[Start of section]
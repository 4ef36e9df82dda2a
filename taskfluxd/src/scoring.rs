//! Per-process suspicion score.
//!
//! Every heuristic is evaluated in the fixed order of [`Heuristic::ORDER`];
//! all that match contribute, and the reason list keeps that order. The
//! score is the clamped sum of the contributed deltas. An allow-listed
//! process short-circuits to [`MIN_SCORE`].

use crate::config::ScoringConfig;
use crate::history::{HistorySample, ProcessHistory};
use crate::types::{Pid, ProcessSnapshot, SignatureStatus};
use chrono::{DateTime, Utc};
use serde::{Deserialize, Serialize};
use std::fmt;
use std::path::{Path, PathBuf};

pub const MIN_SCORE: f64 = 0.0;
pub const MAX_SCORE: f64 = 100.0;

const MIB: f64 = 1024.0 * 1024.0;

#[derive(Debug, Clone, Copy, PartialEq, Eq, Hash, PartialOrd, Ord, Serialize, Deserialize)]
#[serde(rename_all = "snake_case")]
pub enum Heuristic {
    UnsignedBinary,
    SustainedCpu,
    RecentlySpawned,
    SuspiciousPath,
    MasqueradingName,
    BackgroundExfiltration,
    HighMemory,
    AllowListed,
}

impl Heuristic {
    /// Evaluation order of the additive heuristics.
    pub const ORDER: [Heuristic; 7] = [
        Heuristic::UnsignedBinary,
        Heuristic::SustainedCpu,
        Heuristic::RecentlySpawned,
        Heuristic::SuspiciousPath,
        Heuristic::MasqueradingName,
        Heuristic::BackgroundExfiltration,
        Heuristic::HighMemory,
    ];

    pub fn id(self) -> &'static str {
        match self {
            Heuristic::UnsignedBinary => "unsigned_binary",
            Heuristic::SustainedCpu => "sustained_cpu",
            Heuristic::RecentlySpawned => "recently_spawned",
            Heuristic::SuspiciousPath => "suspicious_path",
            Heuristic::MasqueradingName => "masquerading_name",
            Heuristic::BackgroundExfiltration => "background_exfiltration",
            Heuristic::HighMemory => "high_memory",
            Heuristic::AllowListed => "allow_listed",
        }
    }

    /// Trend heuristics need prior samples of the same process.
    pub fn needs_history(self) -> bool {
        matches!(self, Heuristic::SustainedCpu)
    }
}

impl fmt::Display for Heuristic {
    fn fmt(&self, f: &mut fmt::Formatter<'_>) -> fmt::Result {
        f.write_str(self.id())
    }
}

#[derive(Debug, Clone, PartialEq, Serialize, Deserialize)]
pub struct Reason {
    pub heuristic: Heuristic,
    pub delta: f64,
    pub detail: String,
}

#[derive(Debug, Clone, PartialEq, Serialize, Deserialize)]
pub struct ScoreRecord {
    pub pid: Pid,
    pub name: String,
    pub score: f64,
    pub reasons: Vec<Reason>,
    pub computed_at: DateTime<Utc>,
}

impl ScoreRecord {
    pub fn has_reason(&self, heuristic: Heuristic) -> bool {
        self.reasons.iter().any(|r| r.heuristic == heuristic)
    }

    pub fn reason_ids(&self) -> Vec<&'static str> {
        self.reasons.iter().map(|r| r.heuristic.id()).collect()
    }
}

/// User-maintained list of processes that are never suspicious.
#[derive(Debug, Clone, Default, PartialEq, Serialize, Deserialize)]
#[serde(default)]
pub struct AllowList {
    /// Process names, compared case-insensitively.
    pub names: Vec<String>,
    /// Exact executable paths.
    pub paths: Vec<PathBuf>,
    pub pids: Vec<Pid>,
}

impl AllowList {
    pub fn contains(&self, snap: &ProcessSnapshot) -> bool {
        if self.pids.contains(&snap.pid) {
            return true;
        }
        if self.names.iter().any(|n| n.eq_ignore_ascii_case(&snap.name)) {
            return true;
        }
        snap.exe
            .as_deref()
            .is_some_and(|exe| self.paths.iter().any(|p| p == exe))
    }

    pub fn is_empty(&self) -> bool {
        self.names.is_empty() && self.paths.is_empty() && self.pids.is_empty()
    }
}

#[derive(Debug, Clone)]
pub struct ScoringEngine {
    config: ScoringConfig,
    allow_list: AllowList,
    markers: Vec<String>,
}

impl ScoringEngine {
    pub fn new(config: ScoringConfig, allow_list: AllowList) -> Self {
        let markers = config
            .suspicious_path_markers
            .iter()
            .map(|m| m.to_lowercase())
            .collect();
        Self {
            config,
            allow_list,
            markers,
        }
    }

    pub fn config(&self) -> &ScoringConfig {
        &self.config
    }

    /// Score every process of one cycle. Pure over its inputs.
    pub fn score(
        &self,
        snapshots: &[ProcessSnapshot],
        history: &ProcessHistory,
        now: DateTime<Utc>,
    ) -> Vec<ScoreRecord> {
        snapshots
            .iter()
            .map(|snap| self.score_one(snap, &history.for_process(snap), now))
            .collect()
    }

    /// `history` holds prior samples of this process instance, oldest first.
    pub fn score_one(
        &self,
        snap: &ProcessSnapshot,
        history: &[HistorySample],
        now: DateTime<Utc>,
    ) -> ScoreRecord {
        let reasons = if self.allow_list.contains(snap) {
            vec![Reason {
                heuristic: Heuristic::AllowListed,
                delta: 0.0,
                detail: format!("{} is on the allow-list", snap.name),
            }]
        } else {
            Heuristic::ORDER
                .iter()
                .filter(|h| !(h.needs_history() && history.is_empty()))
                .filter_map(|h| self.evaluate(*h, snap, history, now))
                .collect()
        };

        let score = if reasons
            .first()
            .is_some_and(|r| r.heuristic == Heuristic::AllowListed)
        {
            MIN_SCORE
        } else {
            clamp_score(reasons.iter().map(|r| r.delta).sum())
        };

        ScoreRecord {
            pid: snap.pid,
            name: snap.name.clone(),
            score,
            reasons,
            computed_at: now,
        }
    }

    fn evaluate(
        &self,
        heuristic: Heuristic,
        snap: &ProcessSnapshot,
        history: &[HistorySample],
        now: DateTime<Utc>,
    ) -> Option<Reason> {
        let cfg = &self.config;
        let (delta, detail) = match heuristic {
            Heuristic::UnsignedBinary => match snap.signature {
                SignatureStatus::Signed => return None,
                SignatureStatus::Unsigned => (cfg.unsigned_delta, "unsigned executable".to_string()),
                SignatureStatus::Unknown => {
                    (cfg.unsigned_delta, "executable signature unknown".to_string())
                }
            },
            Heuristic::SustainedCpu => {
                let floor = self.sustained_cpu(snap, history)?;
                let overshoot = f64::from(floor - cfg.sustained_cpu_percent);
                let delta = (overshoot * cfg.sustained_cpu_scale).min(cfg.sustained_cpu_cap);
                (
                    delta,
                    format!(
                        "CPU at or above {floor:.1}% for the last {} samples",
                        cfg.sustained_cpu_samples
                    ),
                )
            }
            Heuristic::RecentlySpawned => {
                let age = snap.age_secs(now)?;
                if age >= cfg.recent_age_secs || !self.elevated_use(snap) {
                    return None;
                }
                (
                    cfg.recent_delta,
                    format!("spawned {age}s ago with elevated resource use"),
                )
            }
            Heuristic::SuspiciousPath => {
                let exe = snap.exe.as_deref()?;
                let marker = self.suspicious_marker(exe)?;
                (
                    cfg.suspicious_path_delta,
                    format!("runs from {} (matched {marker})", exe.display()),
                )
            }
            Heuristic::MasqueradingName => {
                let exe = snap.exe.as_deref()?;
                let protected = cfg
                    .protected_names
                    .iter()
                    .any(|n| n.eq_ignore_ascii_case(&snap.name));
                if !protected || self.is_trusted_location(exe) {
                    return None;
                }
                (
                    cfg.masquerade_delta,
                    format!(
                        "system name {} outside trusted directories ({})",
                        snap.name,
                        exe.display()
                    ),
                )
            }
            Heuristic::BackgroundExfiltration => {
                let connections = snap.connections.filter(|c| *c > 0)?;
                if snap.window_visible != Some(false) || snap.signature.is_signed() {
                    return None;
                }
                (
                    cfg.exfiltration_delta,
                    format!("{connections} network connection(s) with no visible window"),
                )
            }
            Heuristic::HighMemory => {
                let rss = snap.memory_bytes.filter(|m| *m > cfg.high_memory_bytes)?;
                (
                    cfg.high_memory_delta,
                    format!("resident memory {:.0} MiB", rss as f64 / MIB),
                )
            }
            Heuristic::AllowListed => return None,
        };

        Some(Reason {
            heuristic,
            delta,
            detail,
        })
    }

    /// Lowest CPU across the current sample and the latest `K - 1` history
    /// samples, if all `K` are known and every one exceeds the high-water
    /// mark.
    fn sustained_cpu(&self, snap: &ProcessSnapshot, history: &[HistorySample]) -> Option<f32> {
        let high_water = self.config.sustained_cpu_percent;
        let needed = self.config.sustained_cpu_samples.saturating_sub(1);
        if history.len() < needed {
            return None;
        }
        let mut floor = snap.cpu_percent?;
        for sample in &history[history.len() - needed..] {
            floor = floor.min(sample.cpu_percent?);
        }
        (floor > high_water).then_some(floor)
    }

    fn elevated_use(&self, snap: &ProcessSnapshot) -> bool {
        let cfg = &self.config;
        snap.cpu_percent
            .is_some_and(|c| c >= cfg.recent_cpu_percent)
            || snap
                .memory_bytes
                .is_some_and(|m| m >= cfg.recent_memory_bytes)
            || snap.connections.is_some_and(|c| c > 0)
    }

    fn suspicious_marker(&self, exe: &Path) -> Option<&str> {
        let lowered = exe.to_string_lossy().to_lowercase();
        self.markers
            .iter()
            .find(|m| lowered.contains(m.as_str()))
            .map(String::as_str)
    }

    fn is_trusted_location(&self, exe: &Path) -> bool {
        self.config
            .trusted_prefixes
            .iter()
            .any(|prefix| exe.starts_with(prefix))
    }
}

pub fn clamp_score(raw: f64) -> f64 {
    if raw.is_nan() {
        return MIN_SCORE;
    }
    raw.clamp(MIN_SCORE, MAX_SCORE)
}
[End of section]
## Brief
Using the entries above, work out how many lines include the word "SuspiciousPath", and give only that count.

## Output of the task
4